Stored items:
________________________________________

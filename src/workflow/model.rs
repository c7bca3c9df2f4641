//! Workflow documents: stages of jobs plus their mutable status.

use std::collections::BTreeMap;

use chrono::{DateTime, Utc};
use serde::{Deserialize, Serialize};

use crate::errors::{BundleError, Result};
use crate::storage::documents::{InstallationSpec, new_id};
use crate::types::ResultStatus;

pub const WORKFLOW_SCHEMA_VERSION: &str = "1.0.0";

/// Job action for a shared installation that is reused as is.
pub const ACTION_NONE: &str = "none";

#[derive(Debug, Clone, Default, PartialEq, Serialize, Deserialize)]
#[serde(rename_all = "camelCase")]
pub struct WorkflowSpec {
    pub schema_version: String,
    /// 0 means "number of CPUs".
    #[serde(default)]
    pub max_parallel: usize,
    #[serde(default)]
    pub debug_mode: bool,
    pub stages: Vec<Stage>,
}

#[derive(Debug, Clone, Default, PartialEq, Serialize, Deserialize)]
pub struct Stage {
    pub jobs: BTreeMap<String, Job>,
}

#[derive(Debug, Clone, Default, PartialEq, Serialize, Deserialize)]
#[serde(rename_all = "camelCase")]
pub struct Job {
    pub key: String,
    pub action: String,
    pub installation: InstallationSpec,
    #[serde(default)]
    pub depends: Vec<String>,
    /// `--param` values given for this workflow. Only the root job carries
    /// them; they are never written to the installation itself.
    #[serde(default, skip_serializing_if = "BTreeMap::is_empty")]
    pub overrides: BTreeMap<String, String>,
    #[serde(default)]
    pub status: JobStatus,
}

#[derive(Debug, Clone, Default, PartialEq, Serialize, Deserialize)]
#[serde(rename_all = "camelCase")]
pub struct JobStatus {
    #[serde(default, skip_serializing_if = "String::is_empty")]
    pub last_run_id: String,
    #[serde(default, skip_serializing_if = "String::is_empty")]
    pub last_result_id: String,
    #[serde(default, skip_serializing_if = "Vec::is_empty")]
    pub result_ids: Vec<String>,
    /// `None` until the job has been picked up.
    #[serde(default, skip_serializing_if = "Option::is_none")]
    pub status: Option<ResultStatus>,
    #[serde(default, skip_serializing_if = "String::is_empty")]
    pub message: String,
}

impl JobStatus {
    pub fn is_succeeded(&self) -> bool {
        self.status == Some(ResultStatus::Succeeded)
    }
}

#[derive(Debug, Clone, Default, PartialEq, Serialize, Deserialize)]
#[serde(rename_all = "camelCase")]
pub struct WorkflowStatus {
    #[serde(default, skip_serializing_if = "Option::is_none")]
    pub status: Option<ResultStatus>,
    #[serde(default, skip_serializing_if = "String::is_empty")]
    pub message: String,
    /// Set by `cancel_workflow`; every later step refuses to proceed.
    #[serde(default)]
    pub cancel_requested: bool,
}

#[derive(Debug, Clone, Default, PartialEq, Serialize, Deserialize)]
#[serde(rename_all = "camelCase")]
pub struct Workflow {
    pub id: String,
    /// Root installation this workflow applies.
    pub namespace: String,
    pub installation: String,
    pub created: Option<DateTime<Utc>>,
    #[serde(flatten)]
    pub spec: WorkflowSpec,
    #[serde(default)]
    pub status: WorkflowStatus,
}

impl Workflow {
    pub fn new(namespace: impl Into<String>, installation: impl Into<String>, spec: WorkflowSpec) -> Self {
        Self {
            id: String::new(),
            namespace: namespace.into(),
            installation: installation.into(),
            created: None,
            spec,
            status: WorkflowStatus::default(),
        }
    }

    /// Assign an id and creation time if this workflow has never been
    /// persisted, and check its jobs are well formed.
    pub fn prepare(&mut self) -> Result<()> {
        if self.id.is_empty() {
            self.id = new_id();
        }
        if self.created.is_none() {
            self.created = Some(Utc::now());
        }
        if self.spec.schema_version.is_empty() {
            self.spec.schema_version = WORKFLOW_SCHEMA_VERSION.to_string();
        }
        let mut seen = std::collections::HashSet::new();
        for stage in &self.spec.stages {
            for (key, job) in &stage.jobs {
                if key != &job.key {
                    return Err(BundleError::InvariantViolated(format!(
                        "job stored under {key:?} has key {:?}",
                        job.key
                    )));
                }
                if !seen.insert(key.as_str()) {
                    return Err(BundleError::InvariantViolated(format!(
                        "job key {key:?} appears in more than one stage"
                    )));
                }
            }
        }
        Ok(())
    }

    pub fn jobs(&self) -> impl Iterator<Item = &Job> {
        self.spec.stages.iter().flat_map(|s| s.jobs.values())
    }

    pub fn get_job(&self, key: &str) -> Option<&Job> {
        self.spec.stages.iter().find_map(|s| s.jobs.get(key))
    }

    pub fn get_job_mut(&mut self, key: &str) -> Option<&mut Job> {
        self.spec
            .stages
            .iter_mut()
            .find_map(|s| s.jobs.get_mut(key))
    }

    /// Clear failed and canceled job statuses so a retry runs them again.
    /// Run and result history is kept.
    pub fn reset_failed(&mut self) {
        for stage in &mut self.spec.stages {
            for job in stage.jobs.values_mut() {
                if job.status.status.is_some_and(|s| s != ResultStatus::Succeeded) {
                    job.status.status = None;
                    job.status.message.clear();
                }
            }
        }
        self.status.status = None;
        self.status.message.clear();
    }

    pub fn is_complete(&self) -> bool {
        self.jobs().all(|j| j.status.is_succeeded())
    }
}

________________________________________

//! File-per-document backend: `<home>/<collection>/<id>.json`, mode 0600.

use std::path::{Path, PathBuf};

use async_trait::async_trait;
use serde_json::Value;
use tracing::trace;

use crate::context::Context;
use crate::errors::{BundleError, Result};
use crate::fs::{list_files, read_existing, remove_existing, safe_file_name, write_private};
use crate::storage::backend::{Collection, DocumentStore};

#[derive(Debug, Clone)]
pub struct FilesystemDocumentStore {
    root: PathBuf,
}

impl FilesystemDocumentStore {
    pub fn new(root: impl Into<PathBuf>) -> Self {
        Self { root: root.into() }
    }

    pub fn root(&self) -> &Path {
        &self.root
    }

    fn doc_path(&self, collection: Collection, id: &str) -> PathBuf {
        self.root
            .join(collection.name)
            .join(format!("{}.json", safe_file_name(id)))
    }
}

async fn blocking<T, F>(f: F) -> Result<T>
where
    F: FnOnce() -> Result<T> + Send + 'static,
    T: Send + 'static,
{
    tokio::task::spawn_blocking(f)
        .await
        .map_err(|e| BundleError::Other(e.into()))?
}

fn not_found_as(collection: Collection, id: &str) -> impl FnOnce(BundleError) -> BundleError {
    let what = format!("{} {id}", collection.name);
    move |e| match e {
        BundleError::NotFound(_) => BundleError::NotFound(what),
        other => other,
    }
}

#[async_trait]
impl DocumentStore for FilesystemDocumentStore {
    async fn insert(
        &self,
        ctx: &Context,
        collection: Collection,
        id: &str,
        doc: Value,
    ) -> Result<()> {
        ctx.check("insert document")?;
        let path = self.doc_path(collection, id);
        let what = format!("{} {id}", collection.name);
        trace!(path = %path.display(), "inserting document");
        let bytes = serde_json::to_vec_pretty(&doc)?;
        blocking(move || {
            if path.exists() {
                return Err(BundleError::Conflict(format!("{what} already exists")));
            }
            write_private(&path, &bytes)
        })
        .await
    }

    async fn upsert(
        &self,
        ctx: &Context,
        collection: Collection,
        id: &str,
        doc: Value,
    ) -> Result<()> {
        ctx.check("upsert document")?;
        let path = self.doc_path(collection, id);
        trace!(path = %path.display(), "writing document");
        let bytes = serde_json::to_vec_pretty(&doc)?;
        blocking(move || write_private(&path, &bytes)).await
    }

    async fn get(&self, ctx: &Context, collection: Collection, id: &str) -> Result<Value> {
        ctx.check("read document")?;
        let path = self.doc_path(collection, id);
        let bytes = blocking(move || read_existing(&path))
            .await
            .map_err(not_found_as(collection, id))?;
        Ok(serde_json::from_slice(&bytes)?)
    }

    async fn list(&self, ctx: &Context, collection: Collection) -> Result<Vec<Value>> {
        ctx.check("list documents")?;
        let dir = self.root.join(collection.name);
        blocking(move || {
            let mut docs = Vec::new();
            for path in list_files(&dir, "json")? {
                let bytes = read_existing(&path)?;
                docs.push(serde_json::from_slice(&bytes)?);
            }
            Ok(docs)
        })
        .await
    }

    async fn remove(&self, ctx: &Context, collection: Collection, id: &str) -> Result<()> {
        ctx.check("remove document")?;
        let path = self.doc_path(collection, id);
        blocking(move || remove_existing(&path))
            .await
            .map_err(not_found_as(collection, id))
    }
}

________________________________________

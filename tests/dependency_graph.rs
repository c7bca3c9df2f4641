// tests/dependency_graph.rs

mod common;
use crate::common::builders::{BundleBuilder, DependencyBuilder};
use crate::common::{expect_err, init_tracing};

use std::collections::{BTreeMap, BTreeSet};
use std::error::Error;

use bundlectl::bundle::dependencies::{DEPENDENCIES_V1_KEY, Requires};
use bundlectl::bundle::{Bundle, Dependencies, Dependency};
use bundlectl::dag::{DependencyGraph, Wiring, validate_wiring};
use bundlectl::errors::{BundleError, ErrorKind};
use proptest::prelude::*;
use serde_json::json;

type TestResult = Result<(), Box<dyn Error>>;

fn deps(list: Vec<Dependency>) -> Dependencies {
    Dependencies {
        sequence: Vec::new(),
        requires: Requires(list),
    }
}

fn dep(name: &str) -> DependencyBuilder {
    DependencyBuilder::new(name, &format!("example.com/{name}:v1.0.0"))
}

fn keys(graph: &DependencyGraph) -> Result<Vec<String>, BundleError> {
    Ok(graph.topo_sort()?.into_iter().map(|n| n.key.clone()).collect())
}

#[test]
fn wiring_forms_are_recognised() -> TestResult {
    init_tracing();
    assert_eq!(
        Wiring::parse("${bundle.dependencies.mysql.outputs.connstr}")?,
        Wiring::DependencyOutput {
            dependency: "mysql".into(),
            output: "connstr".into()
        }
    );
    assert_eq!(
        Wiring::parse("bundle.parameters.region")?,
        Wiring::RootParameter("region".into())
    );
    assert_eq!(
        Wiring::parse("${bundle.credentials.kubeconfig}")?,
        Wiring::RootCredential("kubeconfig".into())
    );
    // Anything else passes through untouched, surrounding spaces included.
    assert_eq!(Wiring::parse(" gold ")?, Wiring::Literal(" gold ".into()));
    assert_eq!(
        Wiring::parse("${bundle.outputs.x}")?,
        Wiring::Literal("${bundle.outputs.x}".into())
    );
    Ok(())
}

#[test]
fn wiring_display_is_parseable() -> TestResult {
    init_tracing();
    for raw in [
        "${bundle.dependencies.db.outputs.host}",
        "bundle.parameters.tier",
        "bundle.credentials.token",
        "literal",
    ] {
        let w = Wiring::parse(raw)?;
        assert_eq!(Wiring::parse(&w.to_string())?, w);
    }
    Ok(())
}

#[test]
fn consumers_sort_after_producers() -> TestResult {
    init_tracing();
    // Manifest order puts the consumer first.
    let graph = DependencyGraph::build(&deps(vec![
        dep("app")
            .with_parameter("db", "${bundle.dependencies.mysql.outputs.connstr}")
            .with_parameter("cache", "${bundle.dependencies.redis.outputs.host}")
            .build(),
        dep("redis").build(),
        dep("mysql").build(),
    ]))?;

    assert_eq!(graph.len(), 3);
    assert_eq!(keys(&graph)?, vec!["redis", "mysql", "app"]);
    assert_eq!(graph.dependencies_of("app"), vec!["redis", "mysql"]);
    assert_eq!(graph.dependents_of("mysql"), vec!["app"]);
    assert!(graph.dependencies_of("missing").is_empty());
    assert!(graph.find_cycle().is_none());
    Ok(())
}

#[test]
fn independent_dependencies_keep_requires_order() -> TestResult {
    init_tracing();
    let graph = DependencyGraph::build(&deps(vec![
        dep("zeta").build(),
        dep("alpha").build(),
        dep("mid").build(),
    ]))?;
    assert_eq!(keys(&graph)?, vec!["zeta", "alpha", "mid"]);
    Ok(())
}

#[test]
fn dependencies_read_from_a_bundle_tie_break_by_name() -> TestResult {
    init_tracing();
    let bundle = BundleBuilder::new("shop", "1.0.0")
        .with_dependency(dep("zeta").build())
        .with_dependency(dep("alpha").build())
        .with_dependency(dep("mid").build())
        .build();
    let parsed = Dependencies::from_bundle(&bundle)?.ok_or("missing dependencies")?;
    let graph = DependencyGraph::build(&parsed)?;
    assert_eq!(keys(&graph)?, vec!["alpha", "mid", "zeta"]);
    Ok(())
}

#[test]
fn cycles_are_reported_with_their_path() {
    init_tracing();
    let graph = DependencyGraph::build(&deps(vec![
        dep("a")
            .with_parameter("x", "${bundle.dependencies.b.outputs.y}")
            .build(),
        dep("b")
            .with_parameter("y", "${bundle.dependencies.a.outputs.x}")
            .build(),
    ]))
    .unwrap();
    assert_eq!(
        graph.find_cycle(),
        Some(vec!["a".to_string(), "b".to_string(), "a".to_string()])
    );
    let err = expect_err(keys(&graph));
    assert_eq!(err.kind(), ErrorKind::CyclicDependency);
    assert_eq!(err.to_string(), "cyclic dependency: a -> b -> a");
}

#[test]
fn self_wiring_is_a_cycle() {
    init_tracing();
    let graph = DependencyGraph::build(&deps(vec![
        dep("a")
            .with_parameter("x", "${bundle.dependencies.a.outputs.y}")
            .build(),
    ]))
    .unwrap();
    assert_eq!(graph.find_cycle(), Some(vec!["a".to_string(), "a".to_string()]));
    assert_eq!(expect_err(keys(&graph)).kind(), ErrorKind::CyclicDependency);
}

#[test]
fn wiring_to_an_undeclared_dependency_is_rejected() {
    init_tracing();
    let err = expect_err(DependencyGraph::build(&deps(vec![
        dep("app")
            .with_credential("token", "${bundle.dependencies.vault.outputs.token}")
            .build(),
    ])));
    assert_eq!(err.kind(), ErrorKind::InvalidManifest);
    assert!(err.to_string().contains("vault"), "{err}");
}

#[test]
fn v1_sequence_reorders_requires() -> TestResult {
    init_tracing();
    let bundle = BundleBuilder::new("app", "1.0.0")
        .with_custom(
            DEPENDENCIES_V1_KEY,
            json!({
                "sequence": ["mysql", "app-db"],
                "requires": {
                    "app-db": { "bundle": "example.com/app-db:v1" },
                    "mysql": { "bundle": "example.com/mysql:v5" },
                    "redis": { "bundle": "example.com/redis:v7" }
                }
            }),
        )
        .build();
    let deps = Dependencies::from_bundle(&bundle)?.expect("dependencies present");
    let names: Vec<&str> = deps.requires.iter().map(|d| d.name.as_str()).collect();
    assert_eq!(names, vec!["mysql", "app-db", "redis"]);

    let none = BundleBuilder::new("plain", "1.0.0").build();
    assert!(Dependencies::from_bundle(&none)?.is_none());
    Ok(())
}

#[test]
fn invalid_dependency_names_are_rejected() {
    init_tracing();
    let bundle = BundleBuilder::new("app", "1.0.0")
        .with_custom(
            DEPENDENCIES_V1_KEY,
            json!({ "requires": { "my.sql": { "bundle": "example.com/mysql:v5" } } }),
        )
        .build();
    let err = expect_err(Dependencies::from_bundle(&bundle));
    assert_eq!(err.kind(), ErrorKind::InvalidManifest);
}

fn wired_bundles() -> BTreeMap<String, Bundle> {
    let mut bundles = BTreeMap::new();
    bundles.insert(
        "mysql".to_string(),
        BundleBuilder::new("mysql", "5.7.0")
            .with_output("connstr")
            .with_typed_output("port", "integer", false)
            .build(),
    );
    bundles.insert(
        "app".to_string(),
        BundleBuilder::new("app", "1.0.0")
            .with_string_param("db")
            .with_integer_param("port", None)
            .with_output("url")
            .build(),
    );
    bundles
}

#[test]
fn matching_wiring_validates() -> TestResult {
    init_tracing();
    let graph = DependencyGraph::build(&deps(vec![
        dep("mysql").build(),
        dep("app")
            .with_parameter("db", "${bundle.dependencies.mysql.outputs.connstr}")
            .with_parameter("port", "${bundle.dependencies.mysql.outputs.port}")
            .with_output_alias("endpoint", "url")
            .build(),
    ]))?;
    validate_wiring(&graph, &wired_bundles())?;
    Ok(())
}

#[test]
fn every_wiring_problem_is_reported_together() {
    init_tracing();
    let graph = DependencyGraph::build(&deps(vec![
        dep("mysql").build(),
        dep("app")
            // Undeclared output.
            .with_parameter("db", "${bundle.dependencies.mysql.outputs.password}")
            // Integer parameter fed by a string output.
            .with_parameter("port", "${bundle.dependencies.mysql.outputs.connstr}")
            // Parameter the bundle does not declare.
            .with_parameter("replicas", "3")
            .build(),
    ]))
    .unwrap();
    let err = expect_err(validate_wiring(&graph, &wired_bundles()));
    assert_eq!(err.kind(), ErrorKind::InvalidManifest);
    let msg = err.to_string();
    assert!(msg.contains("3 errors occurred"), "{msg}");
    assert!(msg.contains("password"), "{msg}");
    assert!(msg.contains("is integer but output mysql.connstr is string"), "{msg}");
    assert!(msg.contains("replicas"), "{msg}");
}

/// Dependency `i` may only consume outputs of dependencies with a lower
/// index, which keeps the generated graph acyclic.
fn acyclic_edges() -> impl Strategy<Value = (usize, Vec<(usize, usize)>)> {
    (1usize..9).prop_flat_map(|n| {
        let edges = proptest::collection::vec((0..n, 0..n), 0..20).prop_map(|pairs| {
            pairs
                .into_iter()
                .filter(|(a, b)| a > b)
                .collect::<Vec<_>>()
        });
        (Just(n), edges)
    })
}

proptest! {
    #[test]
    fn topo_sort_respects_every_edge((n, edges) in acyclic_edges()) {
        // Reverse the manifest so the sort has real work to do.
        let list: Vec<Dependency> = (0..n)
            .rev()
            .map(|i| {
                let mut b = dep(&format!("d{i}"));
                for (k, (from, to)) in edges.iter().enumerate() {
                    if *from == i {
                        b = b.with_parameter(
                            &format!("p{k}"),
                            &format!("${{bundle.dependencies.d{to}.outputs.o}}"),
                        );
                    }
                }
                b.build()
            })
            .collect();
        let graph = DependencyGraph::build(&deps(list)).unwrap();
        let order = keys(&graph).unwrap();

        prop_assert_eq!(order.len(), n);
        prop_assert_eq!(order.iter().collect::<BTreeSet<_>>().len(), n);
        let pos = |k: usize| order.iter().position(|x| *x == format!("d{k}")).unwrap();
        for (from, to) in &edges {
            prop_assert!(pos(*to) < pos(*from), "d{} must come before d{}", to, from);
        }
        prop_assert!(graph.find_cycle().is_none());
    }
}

________________________________________

TASK DETAILS – What is wanted is the number of lines holding "storage" in the entries. Nothing else should be given.

TASK SOLUTION – 2